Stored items
────

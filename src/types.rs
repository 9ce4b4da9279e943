// thinbus: Core Types and Protocol Constants

//! Core types and constants for the secure peering protocol.
//!
//! # Design Goals
//!
//! 1. **Bounded state**: the name map, access table and reply-context
//!    table are all fixed capacity; a peer cannot grow them.
//!
//! 2. **Single live handshake**: exactly one authentication context
//!    exists at a time; a second attempt while one is live fails with
//!    `Resources` unless the first has timed out.
//!
//! 3. **No secrets after clear**: the master secret and PSK buffers are
//!    zeroized when the auth context is cleared.

use crate::error::{BusError, Result};
use serde::{Deserialize, Serialize};
use std::time::{Duration, Instant};

// =============================================================================
// PROTOCOL VERSIONS
// =============================================================================

/// Minimum peer authentication version we interoperate with.
pub const MIN_AUTH_VERSION: u16 = 2;

/// Maximum (current) peer authentication version.
/// Version 4 hashes every whole handshake message into the conversation.
pub const MAX_AUTH_VERSION: u16 = 4;

/// Key generation algorithm version (only one defined).
pub const MAX_KEYGEN_VERSION: u16 = 0;

/// The version we require: auth version in the high 16 bits, keygen
/// version in the low 16 bits.
pub const REQUIRED_AUTH_VERSION: u32 = (MAX_AUTH_VERSION as u32) << 16;

// =============================================================================
// KEY MATERIAL SIZES
// =============================================================================

/// Master secret length, derived once per peering and cached.
pub const MASTER_SECRET_LEN: usize = 48;

/// Per-connection symmetric session key length.
pub const SESSION_KEY_LEN: usize = 16;

/// Verifier length; exchanged as 2x hex characters.
pub const VERIFIER_LEN: usize = 12;

/// Raw nonce length; rendered as 28 ASCII hex characters on the wire.
pub const NONCE_LEN: usize = 14;

/// GUID length.
pub const GUID_LEN: usize = 16;

// =============================================================================
// LIMITS
// =============================================================================

/// Maximum distinct peers tracked in the name map. Each access-table row
/// carries one access byte per slot, so this bounds table memory.
pub const NAME_MAP_SIZE: usize = 8;

/// Outstanding method calls tracked at once.
pub const NUM_REPLY_CONTEXTS: usize = 8;

/// Default handshake deadline. One monotonic deadline gates every
/// handshake re-entry; there is no per-step timer.
pub const MAX_HANDSHAKE_TIME: Duration = Duration::from_secs(30);

/// Default reply timeout for outgoing method calls.
pub const DEFAULT_REPLY_TIMEOUT: Duration = Duration::from_secs(20);

// =============================================================================
// GUID
// =============================================================================

/// A 16-byte peer identity, remembered across reboots. Credentials are
/// keyed off it. The all-zero GUID is reserved to mean "absent".
#[derive(Clone, Copy, PartialEq, Eq, Hash, Serialize, Deserialize)]
pub struct Guid(pub [u8; GUID_LEN]);

impl Guid {
    pub const ZERO: Guid = Guid([0u8; GUID_LEN]);

    pub fn random() -> Guid {
        let mut g = [0u8; GUID_LEN];
        rand::RngCore::fill_bytes(&mut rand::rngs::OsRng, &mut g);
        Guid(g)
    }

    pub fn is_zero(&self) -> bool {
        self.0.iter().all(|b| *b == 0)
    }

    /// Render as 32 lowercase hex characters.
    pub fn to_hex(&self) -> String {
        hex::encode(self.0)
    }

    /// Parse from 32 hex characters.
    pub fn from_hex(s: &str) -> Result<Guid> {
        let bytes = hex::decode(s).map_err(|_| BusError::Security)?;
        let arr: [u8; GUID_LEN] = bytes.try_into().map_err(|_| BusError::Security)?;
        Ok(Guid(arr))
    }

    pub fn as_bytes(&self) -> &[u8; GUID_LEN] {
        &self.0
    }
}

impl std::fmt::Debug for Guid {
    fn fmt(&self, f: &mut std::fmt::Formatter) -> std::fmt::Result {
        write!(f, "Guid({})", &self.to_hex()[..8])
    }
}

// =============================================================================
// TIMER
// =============================================================================

/// Monotonic stopwatch for handshake and reply deadlines.
#[derive(Debug, Clone, Copy)]
pub struct Timer(Instant);

impl Timer {
    pub fn start() -> Timer {
        Timer(Instant::now())
    }

    pub fn elapsed(&self) -> Duration {
        self.0.elapsed()
    }

    pub fn expired(&self, limit: Duration) -> bool {
        self.elapsed() >= limit
    }
}

/// Seconds since the unix epoch; credential expirations compare against
/// this. Timestamps are local only and never cross the wire.
pub fn now_secs() -> u64 {
    std::time::SystemTime::now()
        .duration_since(std::time::UNIX_EPOCH)
        .map(|d| d.as_secs())
        .unwrap_or(0)
}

────

● **EXERCISE BRIEF**:
From the first line to the last, copy the data exactly.

● **EXPECTED ANSWER**:
filename src/types.rs
repository 9ce4b4da9279e943
// thinbus: Core Types and Protocol Constants

//! Core types and constants for the secure peering protocol.
//!
//! # Design Goals
//!
//! 1. **Bounded state**: the name map, access table and reply-context
//!    table are all fixed capacity; a peer cannot grow them.
//!
//! 2. **Single live handshake**: exactly one authentication context
//!    exists at a time; a second attempt while one is live fails with
//!    `Resources` unless the first has timed out.
//!
//! 3. **No secrets after clear**: the master secret and PSK buffers are
//!    zeroized when the auth context is cleared.

use crate::error::{BusError, Result};
use serde::{Deserialize, Serialize};
use std::time::{Duration, Instant};

// =============================================================================
// PROTOCOL VERSIONS
// =============================================================================

/// Minimum peer authentication version we interoperate with.
pub const MIN_AUTH_VERSION: u16 = 2;

/// Maximum (current) peer authentication version.
/// Version 4 hashes every whole handshake message into the conversation.
pub const MAX_AUTH_VERSION: u16 = 4;

/// Key generation algorithm version (only one defined).
pub const MAX_KEYGEN_VERSION: u16 = 0;

/// The version we require: auth version in the high 16 bits, keygen
/// version in the low 16 bits.
pub const REQUIRED_AUTH_VERSION: u32 = (MAX_AUTH_VERSION as u32) << 16;

// =============================================================================
// KEY MATERIAL SIZES
// =============================================================================

/// Master secret length, derived once per peering and cached.
pub const MASTER_SECRET_LEN: usize = 48;

/// Per-connection symmetric session key length.
pub const SESSION_KEY_LEN: usize = 16;

/// Verifier length; exchanged as 2x hex characters.
pub const VERIFIER_LEN: usize = 12;

/// Raw nonce length; rendered as 28 ASCII hex characters on the wire.
pub const NONCE_LEN: usize = 14;

/// GUID length.
pub const GUID_LEN: usize = 16;

// =============================================================================
// LIMITS
// =============================================================================

/// Maximum distinct peers tracked in the name map. Each access-table row
/// carries one access byte per slot, so this bounds table memory.
pub const NAME_MAP_SIZE: usize = 8;

/// Outstanding method calls tracked at once.
pub const NUM_REPLY_CONTEXTS: usize = 8;

/// Default handshake deadline. One monotonic deadline gates every
/// handshake re-entry; there is no per-step timer.
pub const MAX_HANDSHAKE_TIME: Duration = Duration::from_secs(30);

/// Default reply timeout for outgoing method calls.
pub const DEFAULT_REPLY_TIMEOUT: Duration = Duration::from_secs(20);

// =============================================================================
// GUID
// =============================================================================

/// A 16-byte peer identity, remembered across reboots. Credentials are
/// keyed off it. The all-zero GUID is reserved to mean "absent".
#[derive(Clone, Copy, PartialEq, Eq, Hash, Serialize, Deserialize)]
pub struct Guid(pub [u8; GUID_LEN]);

impl Guid {
    pub const ZERO: Guid = Guid([0u8; GUID_LEN]);

    pub fn random() -> Guid {
        let mut g = [0u8; GUID_LEN];
        rand::RngCore::fill_bytes(&mut rand::rngs::OsRng, &mut g);
        Guid(g)
    }

    pub fn is_zero(&self) -> bool {
        self.0.iter().all(|b| *b == 0)
    }

    /// Render as 32 lowercase hex characters.
    pub fn to_hex(&self) -> String {
        hex::encode(self.0)
    }

    /// Parse from 32 hex characters.
    pub fn from_hex(s: &str) -> Result<Guid> {
        let bytes = hex::decode(s).map_err(|_| BusError::Security)?;
        let arr: [u8; GUID_LEN] = bytes.try_into().map_err(|_| BusError::Security)?;
        Ok(Guid(arr))
    }

    pub fn as_bytes(&self) -> &[u8; GUID_LEN] {
        &self.0
    }
}

impl std::fmt::Debug for Guid {
    fn fmt(&self, f: &mut std::fmt::Formatter) -> std::fmt::Result {
        write!(f, "Guid({})", &self.to_hex()[..8])
    }
}

// =============================================================================
// TIMER
// =============================================================================

/// Monotonic stopwatch for handshake and reply deadlines.
#[derive(Debug, Clone, Copy)]
pub struct Timer(Instant);

impl Timer {
    pub fn start() -> Timer {
        Timer(Instant::now())
    }

    pub fn elapsed(&self) -> Duration {
        self.0.elapsed()
    }

    pub fn expired(&self, limit: Duration) -> bool {
        self.elapsed() >= limit
    }
}

/// Seconds since the unix epoch; credential expirations compare against
/// this. Timestamps are local only and never cross the wire.
pub fn now_secs() -> u64 {
    std::time::SystemTime::now()
        .duration_since(std::time::UNIX_EPOCH)
        .map(|d| d.as_secs())
        .unwrap_or(0)
}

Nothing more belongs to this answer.